## SUPPLIED RECORDS
== Segment start ==
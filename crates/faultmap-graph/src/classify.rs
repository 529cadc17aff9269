//! Recognition of application error construction sites.
//!
//! Classification runs on the raw callee string of each edge, before
//! normalisation, so strategies see exactly what the analysis printed.

use std::collections::HashSet;

/// Strategy deciding whether a callee constructs a known application error.
pub trait ErrorSiteClassifier {
    /// Returns the symbolic error name constructed by `callee`, if any.
    fn classify<'a>(&self, callee: &'a str) -> Option<&'a str>;
}

/// Matches calls to `<error_code_dir>.New<Name>` constructors.
///
/// The pattern must start after the first byte of the callee string (a
/// string consisting of nothing but the constructor path is not an error
/// site) and the text following the pattern must equal one of the known
/// error names exactly.
#[derive(Debug, Clone)]
pub struct ConstructorPattern {
    pattern: String,
    known_names: HashSet<String>,
}

impl ConstructorPattern {
    /// Creates a classifier for constructors declared in `error_code_dir`.
    #[must_use]
    pub fn new<I, S>(error_code_dir: &str, known_names: I) -> Self
    where
        I: IntoIterator<Item = S>,
        S: Into<String>,
    {
        Self {
            pattern: format!("{error_code_dir}.New"),
            known_names: known_names.into_iter().map(Into::into).collect(),
        }
    }

    /// Returns the constructor prefix searched for in callee strings.
    #[must_use]
    pub fn pattern(&self) -> &str {
        &self.pattern
    }
}

impl ErrorSiteClassifier for ConstructorPattern {
    fn classify<'a>(&self, callee: &'a str) -> Option<&'a str> {
        let position = callee.find(&self.pattern)?;
        if position == 0 {
            return None;
        }
        let name = callee.get(position + self.pattern.len()..)?;
        self.known_names.contains(name).then_some(name)
    }
}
== Segment end ==
## TASK ITEM
Reproduce verbatim only this range: the first line of the material through the line that contains "callee string (a", inclusive.

## ANSWER TO THE PROBLEM
filename crates/faultmap-graph/src/classify.rs
repository 529cadc17aff9269
//! Recognition of application error construction sites.
//!
//! Classification runs on the raw callee string of each edge, before
//! normalisation, so strategies see exactly what the analysis printed.

use std::collections::HashSet;

/// Strategy deciding whether a callee constructs a known application error.
pub trait ErrorSiteClassifier {
    /// Returns the symbolic error name constructed by `callee`, if any.
    fn classify<'a>(&self, callee: &'a str) -> Option<&'a str>;
}

/// Matches calls to `<error_code_dir>.New<Name>` constructors.
///
/// The pattern must start after the first byte of the callee string (a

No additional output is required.